Aden Abdulle Mogadishu International Airport
Getting your Trinity Audio player ready...

Turkish Airlines, Qatar Airways, and Fly Dubai abruptly halted all flights to Mogadishu on Tuesday in response to a chilling alert from the U.S. Embassy in Nairobi. The warning sounded the alarm about imminent al-Shabaab terrorist strikes targeting multiple sites in Somalia’s capital, including Aden Adde International Airport.

As fears grip the city, uncertainty looms over whether these airlines will resume services to Mogadishu on Wednesday. Turkish Airlines and Fly Dubai, known for their direct routes, halted operations, while Qatar Airways diverted a flight from Djibouti midway upon receiving the ominous alert.

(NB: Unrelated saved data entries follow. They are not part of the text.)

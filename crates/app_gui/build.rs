use std::env;

fn main() {
    let version =
        env::var("SIMSCOPE_VERSION").unwrap_or_else(|_| env::var("CARGO_PKG_VERSION").unwrap());
    println!("cargo:rustc-env=SIMSCOPE_VERSION={version}");
}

The cancellation of Turkish Airlines flight TK647, a routine morning service to Mogadishu, further underscores the gravity of the security threat. Other airliners were rerouted midair. Although no official reason was provided, the move aligns with the alarming intelligence furnished by U.S. officials. The advisory highlighted the potential for terrorist plots involving vehicle-borne explosives, mortar attacks, suicide bombings, and direct assaults by al-Shabaab militants on government-held areas.

The al-Qaeda-affiliated al-Shabaab has carried out scores of deadly attacks in its insurgency aimed at overthrowing Somalia’s government. The group appears to be gaining in strength.

The airport in Mogadishu has been a recurrent target for al-Shabab infiltration over the years. In March 2022, gunmen affiliated with the group breached a section of the airport, resulting in casualties, including foreign nationals.

In a separate incident in February 2016, an al-Shabab operative carrying a laptop bomb boarded a flight with the intent of causing destruction. The explosion occurred mid-flight, ejecting the perpetrator from the aircraft and resulting in his death.

The U.S. warning amplifies the tension already palpable in Mogadishu, heightened by Monday night’s mortar strikes near the presidential palace. Despite the anxiety gripping the capital, Somalia’s Federal Government has yet to issue a public statement addressing the high-level terror alert.

Coinciding with the heightened security concerns, the planned handover of Mahad Salad, recently ousted as director of Somalia’s National Intelligence and Security Agency (NISA), adds to the unease gripping the region.

The al-Qaeda-linked al-Shabaab insurgency has unleashed a wave of deadly attacks aimed at toppling Somalia’s government and imposing its draconian interpretation of Islamic law. With control over vast swathes of rural territories in southern and central Somalia, the militant group poses a grave and imminent threat to stability and security in the region.